I turn to the footnotes of The Life Application Study Bible: “Divorce is as hurtful and destructive today as in Jesus’ day. God intends marriage to be a lifetime commitment (Genesis 2:24). When entering into marriage, people should never consider divorce an option for solving problems or a way out of a relationship that seems dead. In these verses, Jesus is also attacking those who purposely abuse the marriage contract, using divorce to satisfy their lustful desire to marry someone else. Are your actions today helping your marriage grow stronger or are you tearing it apart? Jesus said that divorce is not permissible except for unfaithfulness. This does not mean that divorce should automatically occur when a spouse commits adultery. Those who discover that their partner has been unfaithful should first make every effort to reconcile and restore their relationship. We are always to look for reasons to restore the marriage relationship rather than for excuses to leave it.”

I have a friend, a car mechanic, who says marriage is a lot like an automobile. When you hear the first creaks and knocks in the engine, address them immediately by bringing your car in for scrutiny. If you ignore the small problems, eventually they turn into big problems that could destroy the entire car. The same can be said about marriage, he says. When there’s a problem, open up the hood and take a look—address it openly, talk to one another about it, respect the other person’s concerns, and work to resolve the differences. This takes incredible Christian maturity, of course. When one is angry and jealous, one is not always open to work on solutions. Pray about your issues together. When your spouse hears your concerns as you speak about them in the presence of God—the third cord in your marriage—he or she may listen better. Search the Bible for answers together about whatever the issue is.

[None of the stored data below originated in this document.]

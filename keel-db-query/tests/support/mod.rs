//! Shared fixtures for keel-db-query integration tests.
#![allow(dead_code)]

pub mod spans;

use keel_db_core::{
    AccessPolicy, ActionSet, DataSink, Expr, GlobalDef, MemoryStore, ObjectId, ObjectType,
    Pointer, ScalarType, Schema, SchemaBuilder, SessionContext, TypeName, Value,
};
use keel_db_policy::{PolicyEngine, PolicyOptions};
use keel_db_query::{QueryEngine, Select};
use serde_json::Value as JsonValue;
use std::sync::Arc;

/// Globals shared by every fixture schema
fn with_globals(builder: SchemaBuilder) -> SchemaBuilder {
    builder
        .global(
            GlobalDef::new("cur_owner_active", ScalarType::Bool)
                .required()
                .with_default(true),
        )
        .global(
            GlobalDef::new("watchers_active", ScalarType::Bool)
                .required()
                .with_default(true),
        )
        .global(
            GlobalDef::new("filter_owned", ScalarType::Bool)
                .required()
                .with_default(false),
        )
        .global(GlobalDef::new("cur_user", ScalarType::Str))
}

/// Issue tracker schema with owner and watcher policies
pub fn issues_schema() -> Schema {
    let builder = Schema::builder()
        .version(1)
        .object_type(
            ObjectType::abstract_type("Named")
                .pointer(Pointer::property("name", ScalarType::Str).required()),
        )
        .object_type(
            ObjectType::abstract_type("Owned")
                .pointer(Pointer::link("owner", "User").required())
                .policy(
                    AccessPolicy::allow("disable_filter", ActionSet::read(), Expr::bool(true))
                        .when(Expr::global("filter_owned").negate()),
                )
                .policy(
                    AccessPolicy::allow(
                        "cur_owner",
                        ActionSet::read(),
                        Expr::subject()
                            .ptr("owner")
                            .ptr("name")
                            .opt_equals(Expr::global("cur_user")),
                    )
                    .when(Expr::global("cur_owner_active")),
                ),
        )
        .object_type(
            ObjectType::abstract_type("Text")
                .pointer(Pointer::property("body", ScalarType::Str).required()),
        )
        .object_type(
            ObjectType::new("User")
                .extending("Named")
                .pointer(Pointer::link("todo", "Issue").multi()),
        )
        .object_type(ObjectType::new("Status").extending("Named"))
        .object_type(
            ObjectType::new("URL")
                .extending("Named")
                .pointer(Pointer::property("address", ScalarType::Str).required()),
        )
        .object_type(ObjectType::new("File").extending("Named"))
        .object_type(ObjectType::new("LogEntry").extending("Owned").extending("Text"))
        .object_type(
            ObjectType::new("Issue")
                .extending("Named")
                .extending("Owned")
                .extending("Text")
                .pointer(Pointer::property("number", ScalarType::Str).required())
                .pointer(Pointer::link("status", "Status").required())
                .pointer(Pointer::link("watchers", "User").multi())
                .pointer(Pointer::union_link("references", ["URL", "File"]).multi())
                .policy(
                    AccessPolicy::allow(
                        "cur_watchers",
                        ActionSet::read(),
                        Expr::global("cur_user")
                            .is_in(Expr::subject().ptr("watchers").ptr("name"))
                            .coalesce(Expr::bool(false)),
                    )
                    .when(Expr::global("watchers_active")),
                ),
        )
        .object_type(
            ObjectType::new("Comment")
                .extending("Text")
                .extending("Owned")
                .pointer(Pointer::link("issue", "Issue").required()),
        );
    with_globals(builder).build().unwrap()
}

/// Ids of the issue fixture objects
#[derive(Debug, Clone, Copy)]
pub struct IssueIds {
    pub elvis: ObjectId,
    pub yury: ObjectId,
    pub release: ObjectId,
    pub repl: ObjectId,
    pub tweak: ObjectId,
    pub regression: ObjectId,
    pub url: ObjectId,
}

fn s(v: &str) -> Vec<Value> {
    vec![Value::str(v)]
}

fn o(ids: &[ObjectId]) -> Vec<Value> {
    ids.iter().copied().map(Value::Object).collect()
}

fn put(store: &mut MemoryStore, ty: &str, fields: Vec<(&str, Vec<Value>)>) -> ObjectId {
    let fields = fields
        .into_iter()
        .map(|(name, values)| (name.to_string(), values))
        .collect();
    store.insert(&TypeName::new(ty), fields)
}

/// Populate the issue tracker.
///
/// Yury owns "Improve EdgeDB repl output rendering." and "Repl tweak." and
/// watches "Release EdgeDB"; everything else belongs to Elvis.
pub fn issues_store() -> (MemoryStore, IssueIds) {
    let mut store = MemoryStore::new();

    let elvis = put(&mut store, "User", vec![("name", s("Elvis"))]);
    let yury = put(&mut store, "User", vec![("name", s("Yury"))]);
    let open = put(&mut store, "Status", vec![("name", s("Open"))]);
    let closed = put(&mut store, "Status", vec![("name", s("Closed"))]);
    let url = put(
        &mut store,
        "URL",
        vec![("name", s("edgedb.com")), ("address", s("https://edgedb.com"))],
    );
    let file = put(&mut store, "File", vec![("name", s("screenshot.png"))]);

    let release = put(
        &mut store,
        "Issue",
        vec![
            ("number", s("1")),
            ("name", s("Release EdgeDB")),
            ("body", s("Initial public release of EdgeDB.")),
            ("owner", o(&[elvis])),
            ("watchers", o(&[yury])),
            ("status", o(&[open])),
            ("references", o(&[file])),
        ],
    );
    let repl = put(
        &mut store,
        "Issue",
        vec![
            ("number", s("2")),
            ("name", s("Improve EdgeDB repl output rendering.")),
            ("body", s("We need to be able to render data in tabular format.")),
            ("owner", o(&[yury])),
            ("watchers", o(&[elvis])),
            ("status", o(&[open])),
        ],
    );
    let tweak = put(
        &mut store,
        "Issue",
        vec![
            ("number", s("3")),
            ("name", s("Repl tweak.")),
            ("body", s("Minor lexer tweaks.")),
            ("owner", o(&[yury])),
            ("status", o(&[closed])),
        ],
    );
    let regression = put(
        &mut store,
        "Issue",
        vec![
            ("number", s("4")),
            ("name", s("Regression.")),
            ("body", s("Fix regression introduced by lexer tweak.")),
            ("owner", o(&[elvis])),
            ("watchers", o(&[elvis])),
            ("status", o(&[closed])),
            ("references", o(&[url])),
        ],
    );

    put(
        &mut store,
        "LogEntry",
        vec![("owner", o(&[elvis])), ("body", s("Team meeting."))],
    );
    put(
        &mut store,
        "Comment",
        vec![
            ("owner", o(&[elvis])),
            ("issue", o(&[release])),
            ("body", s("EdgeDB needs to happen soon.")),
        ],
    );

    store
        .set_pointer(elvis, "todo", o(&[release, repl]))
        .unwrap();
    store.set_pointer(yury, "todo", o(&[regression])).unwrap();

    (
        store,
        IssueIds {
            elvis,
            yury,
            release,
            repl,
            tweak,
            regression,
            url,
        },
    )
}

/// `Tgt`/`Ptr` schema: a required link whose target is redacted by
/// `filter_owned` but always writable. `union` adds `BadTgt` as a second
/// link target.
pub fn redacted_target_schema(union: bool) -> Schema {
    let tgt = ObjectType::new("Tgt")
        .pointer(Pointer::property("b", ScalarType::Bool).required())
        .policy(AccessPolicy::allow(
            "redact",
            ActionSet::read(),
            Expr::global("filter_owned").negate(),
        ))
        .policy(AccessPolicy::allow(
            "dml_always",
            ActionSet::write(),
            Expr::bool(true),
        ));
    let link = if union {
        Pointer::union_link("tgt", ["Tgt", "BadTgt"])
    } else {
        Pointer::link("tgt", "Tgt")
    };

    let mut builder = Schema::builder().version(1).object_type(tgt);
    if union {
        builder = builder.object_type(ObjectType::new("BadTgt"));
    }
    builder = builder.object_type(ObjectType::new("Ptr").pointer(link.required()));
    with_globals(builder).build().unwrap()
}

pub fn query_engine(schema: Schema) -> QueryEngine {
    QueryEngine::new(Arc::new(PolicyEngine::new(Arc::new(schema)).unwrap()))
}

/// Session with `filter_owned` on and the given current user
pub fn filtered_session(user: Option<&str>) -> SessionContext {
    let session = SessionContext::new().with_global("filter_owned", true);
    match user {
        Some(user) => session.with_global("cur_user", user),
        None => session,
    }
}

/// Run a select under `session` with default options
pub fn select(
    engine: &QueryEngine,
    store: &MemoryStore,
    session: SessionContext,
    select: Select,
) -> keel_db_query::Result<Vec<JsonValue>> {
    let ctx = engine.context(session, PolicyOptions::default());
    engine.query(store, &ctx, select)
}

/// Compare result rows as a multiset
pub fn assert_bag(actual: Vec<JsonValue>, expected: Vec<JsonValue>) {
    let mut actual: Vec<String> = actual.iter().map(JsonValue::to_string).collect();
    let mut expected: Vec<String> = expected.iter().map(JsonValue::to_string).collect();
    actual.sort();
    expected.sort();
    assert_eq!(actual, expected);
}

/// `{"id": ...}` rendering of an object
pub fn id_json(id: ObjectId) -> JsonValue {
    Value::Object(id).to_json()
}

Listen intently to the other person and respond with empathy, understanding, and selflessness. Seek help through a counselor or a trusted marriage mentor. Ignoring the problem will only find you on the garage hoist down the road, as my friend says.

Marriage takes work. That person you married five, ten, twenty years ago may not be the same person you are married to today for a host of reasons—health, addictions, failure, success, or unspeakable acts or words. The meaning of the words “unfaithful to the marriage” is also up for debate. If a husband is physically or emotionally abusive, is he being faithful to his marriage vows? When a wife becomes cold, distant, non-communicative, or non-intimate, is she being faithful to her spouse?

This article is just a primer, a discussion starter on a big, complex issue. But the Bible has lots to say about the topic, and The Life Application Study Bible is full of excellent supplemental commentary that makes devotional time even more meaningful and insightful.